Menikah merupakan sebuah tindakan hukum. Artinya, orang yang
menikah harus mengikuti ketentuan hukum yang berlaku agar dengan demikian
pernikahannya menjadi sah. Dalam Gereja Katolik orang katolik yang menikah
diatur oleh tiga hukum sekaligus, yaitu hukum ilahi/kodrat, hukum gereja dan
hukum sipil. Semua ini demi legalitas hasil dari tindak menikah itu. Di
Indonesia, pernikahan itu sah jika sudah diresmikan oleh agama (bdk. UU
Perkawinan No 1 Thn 1974, pasal 2 ayat 1). Di luar itu, pernikahan yang
dilangsungkan adalah tidak sah.
Akan tetapi, masih ada orang yang bertindak di luar hukum,
khususnya dalam hidup bersama. Mereka hidup bersama di luar pernikahan, atau tanpa
menikah. Ini dikenal dengan istilah kumpul
kebo. Jadi, kumpul kebo adalah orang yang hidup bersama sebagai suami istri
tanpa ikatan resmi pernikahan. Hampir semua agama melarang umatnya untuk kumpul
kebo. Bagaimana sikap Gereja Katolik?
Bagi Gereja Katolik, tindakan kumpul kebo merendahkan
martabat pernikahan, karena mereka merusak konsep keluarga, melemahkan nilai
kesetiaan dan demikian melawan hukum moral. Umumnya orang mengerti bahwa
keluarga itu terdiri dari ayah, ibu dan anak dengan segala efeknya. Kumpul kebo
mengacaunya karena anak yang lahir tidak mendapat pengakuan resmi. Kumpul kebo
tidak punya ikatan yang kuat sehingga merusak nilai kesetiaan di antara mereka
sendiri serta berpeluang punya simpanan lain.
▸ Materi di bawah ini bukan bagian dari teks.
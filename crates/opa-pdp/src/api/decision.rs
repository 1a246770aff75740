//! Decision endpoint.

use axum::{
    body::Bytes,
    extract::State,
    http::HeaderMap,
    response::{IntoResponse, Response},
    Json,
};
use opa_pdp_telemetry::decision as outcome;
use serde::{Deserialize, Serialize};
use serde_json::Value;

use super::error::ErrorResponse;
use super::router::{request_id, AppState, X_ONAP_REQUEST_ID};
use crate::error::EvaluationError;

#[derive(Debug, Deserialize)]
#[serde(rename_all = "camelCase")]
pub struct DecisionRequest {
    #[serde(default)]
    pub policy_name: Option<String>,
    #[serde(default)]
    pub input: Value,
}

#[derive(Debug, Clone, Copy, PartialEq, Eq, Serialize)]
#[serde(rename_all = "SCREAMING_SNAKE_CASE")]
pub enum Decision {
    Permit,
    Deny,
    Indeterminate,
}

#[derive(Debug, Serialize)]
#[serde(rename_all = "camelCase")]
pub struct DecisionResponse {
    pub status_message: String,
    pub decision: Decision,
    pub policy_name: String,
}

/// POST /policy/pdpx/v1/decision
pub async fn opa_decision(
    State(state): State<AppState>,
    headers: HeaderMap,
    body: Bytes,
) -> Response {
    let request_id = request_id(&headers, "Unknown");

    let result = decide(&state, &body).await;
    if result.is_err() {
        state.metrics.record_error();
    }

    let mut response = match result {
        Ok(decision) => Json(decision).into_response(),
        Err(err) => err.into_response(),
    };
    response.headers_mut().insert(X_ONAP_REQUEST_ID, request_id);
    response
}

async fn decide(state: &AppState, body: &[u8]) -> Result<DecisionResponse, ErrorResponse> {
    let current = state.lifecycle.current();
    if !state.lifecycle.is_active() {
        return Err(ErrorResponse::internal_error(
            format!("PDP is in {current} state and cannot make decisions until it is ACTIVE"),
            format!("decision refused in {current} state"),
        ));
    }

    let request: DecisionRequest = serde_json::from_slice(body).map_err(|e| {
        ErrorResponse::bad_request("Error decoding the request", e.to_string(), "")
    })?;

    let policy_name = match request.policy_name {
        Some(name) if !name.is_empty() => name,
        _ => {
            return Err(ErrorResponse::bad_request(
                "policy details not provided",
                "Policy used to make decision is nil",
                "",
            ))
        }
    };

    tracing::debug!(policy = %policy_name, "evaluating decision");
    match state.evaluator.evaluate(&policy_name, request.input).await {
        Ok(Value::Bool(true)) => {
            state.metrics.record_decision(outcome::PERMIT);
            Ok(DecisionResponse {
                status_message: "OPA Allowed".to_string(),
                decision: Decision::Permit,
                policy_name,
            })
        }
        Ok(_) => {
            state.metrics.record_decision(outcome::DENY);
            Ok(DecisionResponse {
                status_message: "OPA Denied".to_string(),
                decision: Decision::Deny,
                policy_name,
            })
        }
        Err(EvaluationError::Undefined(detail)) => {
            state.metrics.record_decision(outcome::INDETERMINATE);
            Ok(DecisionResponse {
                status_message: format!("policy result is undefined: {detail}"),
                decision: Decision::Indeterminate,
                policy_name,
            })
        }
        Err(e @ EvaluationError::Engine(_)) => {
            tracing::warn!(policy = %policy_name, error = %e, "policy evaluation failed");
            Err(ErrorResponse::bad_request(
                "Error from OPA while making decision",
                e.to_string(),
                policy_name,
            ))
        }
    }
}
KGK 2390 menegaskan bahwa kumpul
kebo melanggar hukum moral, karena persetubuhan hanya boleh dilakukan di dalam
pernikahan; di luar itu persetubuhan merupakan dosa berat dan mengucilkan dari
penerimaan komuni kudus. Kumpul kebo merupakan sebuah dosa, yaitu dosa perzinahan.